Album Review: Basement Style by Jaya the Cat

Jaya the Cat, an ignored band, somehow managed to combine rap-metal and ska pun in a way that works surprisingly well.

Twenty years ago, Jaya the Cat, a reggae-punk band from Boston put out an album called Basement Style that nobody cared about. It did not go on to become a cult classic and will never find itself on any “most underrated albums of all-time” list. In short, it was an album that nobody ever cared about, and likely nobody ever will.

Jaya the Cat is not a band you find intentionally; you will never hear them on the radio, you won’t find their music in the stores. If you were to ever hear it on the radio, it would probably be at 3 AM on a pirate station. 

Jaya the Cat Live in 2015 (Pistenwolf)

Despite its lack of attention, Basement Style stands at a unique place in music history. Released in 2001, at the peak of rap-metal and towards the tail end of ska punk, Jaya the Cat somehow managed to combine them in a way that works surprisingly well.

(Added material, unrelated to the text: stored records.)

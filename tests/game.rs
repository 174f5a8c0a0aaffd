//! Card, deck, hand, and round-driver integration tests.

#![allow(clippy::float_cmp)]

use rand::SeedableRng;
use rand_chacha::ChaCha8Rng;

use bjlearn::{
    Action, BasicPlayer, Card, DECK_SIZE, Deck, DeckError, DeckOptions, Dealer, Hand, Player,
    Reward, Suit, calc_winner, deal_initial_cards, play_round,
};

const fn card(suit: Suit, rank: u8) -> Card {
    Card::new(suit, rank)
}

fn hand_of(ranks: &[u8]) -> Hand {
    let mut hand = Hand::new();
    for &rank in ranks {
        hand.add_card(card(Suit::Hearts, rank));
    }
    hand
}

#[test]
fn hand_totals_with_soft_ace_reduction() {
    // Ace, Ace, 9 -> 21, not bust (one ace reduced).
    let hand = hand_of(&[1, 1, 9]);
    assert_eq!(hand.total(), 21);
    assert!(!hand.is_bust());

    // King, Queen -> 20.
    let hand = hand_of(&[13, 12]);
    assert_eq!(hand.total(), 20);
    assert!(!hand.is_soft());

    // Ace, King, Ace -> 12 (both aces reduced).
    let hand = hand_of(&[1, 13, 1]);
    assert_eq!(hand.total(), 12);
    assert!(!hand.is_bust());

    // Ace, 6 is a soft 17.
    let hand = hand_of(&[1, 6]);
    assert_eq!(hand.total(), 17);
    assert!(hand.is_soft());
}

#[test]
fn hand_bust_detection_and_clear() {
    let mut hand = hand_of(&[10, 9, 8]);
    assert_eq!(hand.total(), 27);
    assert!(hand.is_bust());

    hand.clear();
    assert!(hand.is_empty());
    assert_eq!(hand.total(), 0);
}

#[test]
fn low_ace_hand_counts_aces_as_one() {
    let mut hand = Hand::with_ace_value(1);
    hand.add_card(card(Suit::Clubs, 1));
    hand.add_card(card(Suit::Spades, 1));
    hand.add_card(card(Suit::Hearts, 9));
    assert_eq!(hand.total(), 11);
    assert!(!hand.is_soft());
}

#[test]
fn deck_size_scales_with_repeats() {
    let mut rng = ChaCha8Rng::seed_from_u64(1);
    let deck = Deck::new(DeckOptions::default(), &mut rng);
    assert_eq!(deck.remaining(), DECK_SIZE);

    let deck = Deck::new(DeckOptions::default().with_repeats(6), &mut rng);
    assert_eq!(deck.remaining(), 6 * DECK_SIZE);
}

#[test]
fn unshuffled_deck_deals_in_build_order() {
    let mut rng = ChaCha8Rng::seed_from_u64(1);
    let mut deck = Deck::new(DeckOptions::default().with_shuffle(false), &mut rng);

    // The last card built is the first one dealt.
    let first = deck.deal_card().unwrap();
    assert_eq!(first, card(Suit::Spades, 13));
}

#[test]
fn deck_errors_when_exhausted() {
    let mut rng = ChaCha8Rng::seed_from_u64(2);
    let mut deck = Deck::new(DeckOptions::default(), &mut rng);

    for _ in 0..DECK_SIZE {
        deck.deal_card().unwrap();
    }
    assert!(deck.is_empty());
    assert_eq!(deck.deal_card().unwrap_err(), DeckError::Exhausted);
}

#[test]
fn dealer_reshuffles_a_fresh_deck_when_exhausted() {
    let rng = ChaCha8Rng::seed_from_u64(3);
    let mut dealer = Dealer::new(DeckOptions::default(), rng);

    // Deal more cards than one deck holds; exhaustion heals itself.
    let mut hand = Hand::new();
    for _ in 0..60 {
        dealer.deal_to(&mut hand);
    }
    assert_eq!(hand.len(), 60);
}

#[test]
fn dealer_upcard_is_second_card_dealt() {
    let rng = ChaCha8Rng::seed_from_u64(4);
    let mut dealer = Dealer::new(DeckOptions::default().with_shuffle(false), rng);

    dealer.deal_self();
    dealer.deal_self();

    // Unshuffled deck deals Spades king then Spades queen.
    assert_eq!(dealer.hand().len(), 2);
    assert_eq!(dealer.upcard_value(), 10);
}

#[test]
fn dealer_plays_own_hand_to_seventeen_or_more() {
    let rng = ChaCha8Rng::seed_from_u64(5);
    let mut dealer = Dealer::new(DeckOptions::default(), rng);

    dealer.deal_self();
    dealer.deal_self();
    dealer.play_own_hand();

    assert!(dealer.total() >= 17);
}

#[test]
fn basic_player_heuristic_policy() {
    let mut player = BasicPlayer::new();
    player.hand_mut().add_card(card(Suit::Hearts, 10));
    player.hand_mut().add_card(card(Suit::Clubs, 7));

    // 17 against a 10: within 8 of the upcard and below 18, so hit.
    assert_eq!(player.choose_action(10).unwrap(), Action::Hit);
    // 17 against a 5: past the assumed total, so stay.
    assert_eq!(player.choose_action(5).unwrap(), Action::Stay);

    player.hand_mut().add_card(card(Suit::Spades, 1));
    // 18 stays regardless of the upcard.
    assert_eq!(player.choose_action(10).unwrap(), Action::Stay);
}

#[test]
fn initial_deal_gives_everyone_two_cards() {
    let rng = ChaCha8Rng::seed_from_u64(6);
    let mut dealer = Dealer::new(DeckOptions::default(), rng);
    let mut first = BasicPlayer::new();
    let mut second = BasicPlayer::new();

    {
        let mut seats: Vec<&mut dyn Player> = vec![&mut first, &mut second];
        deal_initial_cards(&mut dealer, &mut seats);
    }

    assert_eq!(first.hand().len(), 2);
    assert_eq!(second.hand().len(), 2);
    assert_eq!(dealer.hand().len(), 2);
}

#[test]
fn play_round_resolves_every_hand() {
    let rng = ChaCha8Rng::seed_from_u64(7);
    let mut dealer = Dealer::new(DeckOptions::default(), rng);
    let mut player = BasicPlayer::new();

    let outcome = {
        let mut seats: Vec<&mut dyn Player> = vec![&mut player];
        deal_initial_cards(&mut dealer, &mut seats);
        play_round(&mut dealer, &mut seats).unwrap()
    };

    assert_eq!(outcome.player_totals.len(), 1);
    assert_eq!(outcome.player_totals[0], player.total());
    assert_eq!(outcome.dealer_total, dealer.total());
    // The dealer either reached 17 or busted past it.
    assert!(outcome.dealer_total >= 17);
}

#[test]
fn calc_winner_covers_all_outcomes() {
    // A busted player loses even when the dealer busts too.
    assert_eq!(calc_winner(20, 25), Reward::Loss);
    assert_eq!(calc_winner(25, 22), Reward::Loss);
    // A live player beats a busted dealer.
    assert_eq!(calc_winner(22, 18), Reward::Win);
    // Live hands compare totals.
    assert_eq!(calc_winner(17, 18), Reward::Win);
    assert_eq!(calc_winner(19, 18), Reward::Loss);
    assert_eq!(calc_winner(18, 18), Reward::Push);
}

#[test]
fn reward_values_match_convention() {
    assert_eq!(Reward::Win.value(), 1.0);
    assert_eq!(Reward::Push.value(), 0.0);
    assert_eq!(Reward::Loss.value(), -1.0);
}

The album opens with 20 seconds of static as songs cut in and out before the drums fade in. The first track, “Are You With Me?”, is part song, part manifesto, part call-to-action. Front man Geoff Lgadace declares himself an “advocate of the zero-hour work week”, but it’s more than simple laziness. 

For Jaya the Cat, it’s a lifestyle, almost an act of revolution. Later in the song he states that “even if you win the rat race, you’re still a G*ddamm rat”, implying that success doesn’t make you any better than the rest of us.

Musically, Basement Style is more than a little eclectic alternating between old-school heavy- metal riffs and ska upstrokes that avoid the ridiculousness the genre is prone to by staying slower than many of their contemporaries. The combined effect is somewhat akin to if someone were to combine a mullet with dreadlocks, with the exception being that that would be the most hideous hairstyle ever created and this is an album that somehow works. 

But that is just beginning as Lagadace half sings, half raps some of the songs, notably opener “Are you with me?”, and a few tracks even feature turntables (“State of emergency (Dub), Basement style).  The one constant throughout the album is the groove; the bass stands out clear and distinct in the mix from a winding thump that forms the pulsating heart of the record. Bassist Ben Murphy and session drummer JJ O’Connell are locked together perfectly but somehow manage to be laid back all at the same time.

Lyrically the album is significantly more “mature” than many of their contemporaries, with political commentary that aged surprisingly well for what it is. “Just another question” angrily declares that today is “just another day in the two-party system, one speaks for the devil, the other for the businessman”. Later, “car crash” describes “a system set up to further the rich, it ain’t justice man, it’s just big business”. Both “Cultifornaia” and “convenience store” deal with an ill fated move to San Francisco that would leave the band broke and temporarily homeless. 

In 2000 the band recognized the massive changes that were on their way and tried to warn us. Just maybe we should have listened.

Sven Mandel

Despite the heavy topics of some songs there are a few optimistic moments “Forward” declaresthat music pushes the listener “forward into something better”. The clearest message discernable from the album displays what I am going to call “Optimist Nihilism”, an open acknowledgement things might suck, they might be broke and only a few steps from homelessness, they might be trapped in a political system that they don’t agree with, but despite all this they still manage to find meaning and a reason to live through music. 

As long as they can make their music, none of the rest matters. At times it seems akin to a religious sermon, and in one song, “the wilderness”, the singer claims he “found my salvation, here on earth/ I roll the tape on my twenty-four-track church”. 

They seem to have concluded that there is no meaning in the world except for the one that you choose to give it. It’s an interesting position, and one we can all learn from. Its not about money or fame—its about doing what you enjoy because there’s nothing else to do.

They seem to have concluded that there is no meaning in the world except for the one that you choose to give it.

If Basement Style was in any way successful, even just underground, it wouldn’t fascinate me the way it does. But because it’s so good and so ignored it raises itself far above what it was 20 years ago.

Jaya the Cat was too strange, too weird, in strange ways to find success at the time. They were too heavy and angry at the world for the Warped Tour crowd, and too fun and not tuned low enough for the nu/rap metal fans. As a result, they never found any real success, at least not in America. 

Shortly after their second album, half of the band quit and the other half moved to Amsterdam where, presumably, people like what they do more because they haven’t performed in the US since 2005. They were set to play a show in the summer of 2020 but that was cancelled and who knows if they will ever come back? Hopefully when they do, people might be more receptive the second time around.